Work task
Please filter the entries and return only the lines that include "ExitStatus".

** Entries provided follows **

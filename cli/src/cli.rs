use clap::{Parser, Subcommand};
use std::path::PathBuf;

#[derive(Parser)]
#[command(version, about, long_about = None)]
pub struct Cli {
    /// Configuration file (TOML)
    #[arg(long, global = true, value_name = "PATH")]
    pub conf: Option<PathBuf>,
    #[command(subcommand)]
    pub command: Commands,
}

#[derive(Subcommand)]
pub enum Commands {
    /// Translate a subleq program to x86-64 assembly
    Emit {
        /// Path to the program
        #[arg(value_name = "FILE")]
        file: PathBuf,
        /// Write the listing here instead of stdout
        #[arg(short, long)]
        output: Option<PathBuf>,
        /// Target OS (defaults to host OS)
        #[arg(long)]
        target_os: Option<String>,
        /// Level of verbosity
        #[arg(short, long, default_value_t = false)]
        verbose: bool,
    },
    /// Translate, assemble and link a subleq program
    Build {
        /// Path to the program
        #[arg(value_name = "FILE")]
        file: PathBuf,
        /// Name of the binary
        #[arg(long)]
        bin: Option<String>,
        /// Build Directory
        #[arg(short = 'b', long)]
        build_dir: Option<PathBuf>,
        /// C compiler driver used to assemble and link
        #[arg(long)]
        cc: Option<String>,
        /// Target OS (defaults to host OS)
        #[arg(long)]
        target_os: Option<String>,
        /// Target architecture (defaults to host architecture)
        #[arg(long)]
        target_arch: Option<String>,
        /// Skip dumping assembly and only link existing files
        #[arg(long, default_value_t = false)]
        link_existing: bool,
        /// Run the program after building
        #[arg(short = 'x', long, default_value_t = false)]
        execute: bool,
        /// Level of verbosity
        #[arg(short, long, default_value_t = false)]
        verbose: bool,
    },
    /// Run a subleq program with the reference interpreter
    Interp {
        /// Path to the program
        #[arg(value_name = "FILE")]
        file: PathBuf,
        /// Stop after this many steps
        #[arg(long)]
        fuel: Option<u64>,
        /// Level of verbosity
        #[arg(short, long, default_value_t = false)]
        verbose: bool,
    },
}

impl Commands {
    pub fn verbose(&self) -> bool {
        match self {
            | Commands::Emit { verbose, .. }
            | Commands::Build { verbose, .. }
            | Commands::Interp { verbose, .. } => *verbose,
        }
    }
}
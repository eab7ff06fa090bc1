use crate::err::{DynamicsError, Result};
use derive_more::Deref;
use std::io::Write;
use subleq_syntax::EXTENSION_CELLS;

/* --------------------------------- Memory --------------------------------- */

/// The flat memory image shared by code and data.
#[derive(Clone, Debug, PartialEq, Eq, Deref)]
pub struct Memory(Vec<i64>);

impl Memory {
    /// The program cells followed by the zero-filled extension.
    pub fn new(program: &[i64]) -> Self {
        let mut cells = Vec::with_capacity(program.len() + EXTENSION_CELLS);
        cells.extend_from_slice(program);
        cells.resize(program.len() + EXTENSION_CELLS, 0);
        Self(cells)
    }
    pub fn read(&self, index: i64) -> Result<i64> {
        let slot = self.slot(index)?;
        Ok(self.0[slot])
    }
    pub fn write(&mut self, index: i64, value: i64) -> Result<()> {
        let slot = self.slot(index)?;
        self.0[slot] = value;
        Ok(())
    }
    fn slot(&self, index: i64) -> Result<usize> {
        usize::try_from(index)
            .ok()
            .filter(|&slot| slot < self.0.len())
            .ok_or(DynamicsError::OutOfRange { index, len: self.0.len() })
    }
}

/* --------------------------------- Runtime -------------------------------- */

pub struct Runtime<'rt> {
    pub output: &'rt mut dyn Write,
    pub memory: Memory,
    /// cell index of the next instruction; negative means halted
    pub pc: i64,
    /// number of instructions executed so far
    pub steps: u64,
}
use super::err::{LinkError, Result};
use crate::BuildConf;
use std::{
    fs::File,
    io::Write,
    path::PathBuf,
    process::{Command, ExitStatus, Output, Stdio},
};
use subleq_x86::TargetFormat;

pub struct PackageAmd64 {
    pub name: String,
    pub format: TargetFormat,
    pub assembly: String,
    pub build_conf: BuildConf,
}

/// Extra flags for the C compiler driver; Mach-O toolchains may default to
/// another architecture.
pub fn arch_flags(format: TargetFormat) -> &'static [&'static str] {
    match format {
        | TargetFormat::Elf64 | TargetFormat::Coff64 => &[],
        | TargetFormat::MachO64 => &["-arch", "x86_64"],
    }
}

impl PackageAmd64 {
    /// Write the assembly into the build directory, then assemble and link it
    /// against the C library with the configured compiler driver.
    pub fn link(self) -> Result<PackageAmd64Executable> {
        let PackageAmd64 { name, format, assembly, build_conf } = self;
        let BuildConf { build_dir, cc, target_os: _, target_arch, link_existing } = build_conf;
        match target_arch.as_str() {
            | "x86_64" | "amd64" => {}
            | _ => Err(LinkError::UnsupportedTargetArch(target_arch))?,
        }
        let flags = arch_flags(format);
        std::fs::create_dir_all(&build_dir).map_err(LinkError::BuildDirError)?;

        let asm_fname = build_dir.join(format!("{}.s", name));
        let obj_fname = build_dir.join(format!("{}.o", name));
        let exe_fname = build_dir.join(format!("{}{}", name, format.exe_suffix()));

        // remove existing files
        if !link_existing {
            std::fs::remove_file(&asm_fname).ok();
        }
        std::fs::remove_file(&obj_fname).ok();
        std::fs::remove_file(&exe_fname).ok();

        if !link_existing {
            let mut asm_file = File::create(&asm_fname).map_err(LinkError::AssemblyWriteError)?;
            asm_file.write_all(assembly.as_bytes()).map_err(LinkError::AssemblyWriteError)?;
            asm_file.flush().map_err(LinkError::AssemblyWriteError)?;
        }
        log::debug!("Assembly written to {}", asm_fname.display());

        // cc -c -o prog.o prog.s
        let as_out = Command::new(&cc)
            .args(flags)
            .arg("-c")
            .arg("-o")
            .arg(&obj_fname)
            .arg(&asm_fname)
            .output()
            .map_err(LinkError::AssemblerRunError)?;
        if !as_out.status.success() {
            Err(LinkError::AssemblerOutputError(format!(
                "{}\n{}",
                as_out.status,
                String::from_utf8_lossy(&as_out.stderr)
            )))?
        }

        // cc -o prog prog.o
        let ld_out = Command::new(&cc)
            .args(flags)
            .arg("-o")
            .arg(&exe_fname)
            .arg(&obj_fname)
            .output()
            .map_err(LinkError::LinkerRunError)?;
        if !ld_out.status.success() {
            Err(LinkError::LinkerOutputError(format!(
                "{}\n{}",
                ld_out.status,
                String::from_utf8_lossy(&ld_out.stderr)
            )))?
        }
        log::info!("Linked {}", exe_fname.display());

        Ok(PackageAmd64Executable { name, executable: exe_fname })
    }
}

pub struct PackageAmd64Executable {
    pub name: String,
    pub executable: PathBuf,
}

impl PackageAmd64Executable {
    /// Run with interactive I/O.
    pub fn run(self) -> Result<ExitStatus> {
        let PackageAmd64Executable { name, executable } = self;
        log::info!("Running program: {}", name);
        let mut child = Command::new(&executable)
            .stdin(Stdio::inherit())
            .stdout(Stdio::inherit())
            .stderr(Stdio::inherit())
            .spawn()
            .map_err(LinkError::ExecutableRunError)?;
        let status = child.wait().map_err(LinkError::ExecutableRunError)?;
        log::info!("Program exited with {}", status);
        Ok(status)
    }
    /// Run to completion and capture what the program writes.
    pub fn output(self) -> Result<Output> {
        let PackageAmd64Executable { name, executable } = self;
        log::info!("Running program: {}", name);
        let output = Command::new(&executable)
            .stdin(Stdio::null())
            .output()
            .map_err(LinkError::ExecutableRunError)?;
        log::info!("Program exited with {}", output.status);
        Ok(output)
    }
}
use crate::{err::Result, syntax::*};
use std::io::Write;
use subleq_syntax::IO_SENTINEL;

/// Outcome of a single instruction.
#[derive(Clone, Copy, Debug, PartialEq, Eq)]
pub enum Step {
    Continue,
    Halt,
}

/// Why a run stopped.
#[derive(Clone, Copy, Debug, PartialEq, Eq)]
pub enum Exit {
    /// The program counter went negative.
    Halted { steps: u64 },
    /// The step budget ran out before the program halted. Programs are
    /// allowed to run forever, so this is not an error.
    OutOfFuel { steps: u64 },
}

impl<'rt> Runtime<'rt> {
    pub fn new(program: &[i64], output: &'rt mut dyn Write) -> Self {
        Runtime { output, memory: Memory::new(program), pc: 0, steps: 0 }
    }

    /// Fetch and execute the instruction at the program counter.
    pub fn step(&mut self) -> Result<Step> {
        let pc = self.pc;
        if pc < 0 {
            return Ok(Step::Halt);
        }
        let a = self.memory.read(pc)?;
        let b = self.memory.read(pc.saturating_add(1))?;
        let c = self.memory.read(pc.saturating_add(2))?;
        self.steps += 1;

        if b == IO_SENTINEL {
            // putchar writes the value as an unsigned char
            let value = self.memory.read(a)?;
            self.output.write_all(&[value as u8])?;
            self.pc = pc + 3;
            log::trace!("{:>6} pc={} print mem[{}]={}", self.steps, pc, a, value);
        } else {
            let value = self.memory.read(b)?.wrapping_sub(self.memory.read(a)?);
            self.memory.write(b, value)?;
            self.pc = if value <= 0 { c } else { pc + 3 };
            log::trace!("{:>6} pc={} mem[{}]={} next={}", self.steps, pc, b, value, self.pc);
        }
        Ok(Step::Continue)
    }

    /// Step until the program halts, or until `fuel` instructions have run.
    pub fn run(&mut self, fuel: Option<u64>) -> Result<Exit> {
        let exit = loop {
            if self.pc < 0 {
                break Exit::Halted { steps: self.steps };
            }
            if fuel.is_some_and(|fuel| self.steps >= fuel) {
                break Exit::OutOfFuel { steps: self.steps };
            }
            if let Step::Halt = self.step()? {
                break Exit::Halted { steps: self.steps };
            }
        };
        self.output.flush()?;
        log::debug!("stopped with {:?} at pc={}", exit, self.pc);
        Ok(exit)
    }
}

** End of Entries provided **

Worked solution
    process::{Command, ExitStatus, Output, Stdio},
    pub fn run(self) -> Result<ExitStatus> {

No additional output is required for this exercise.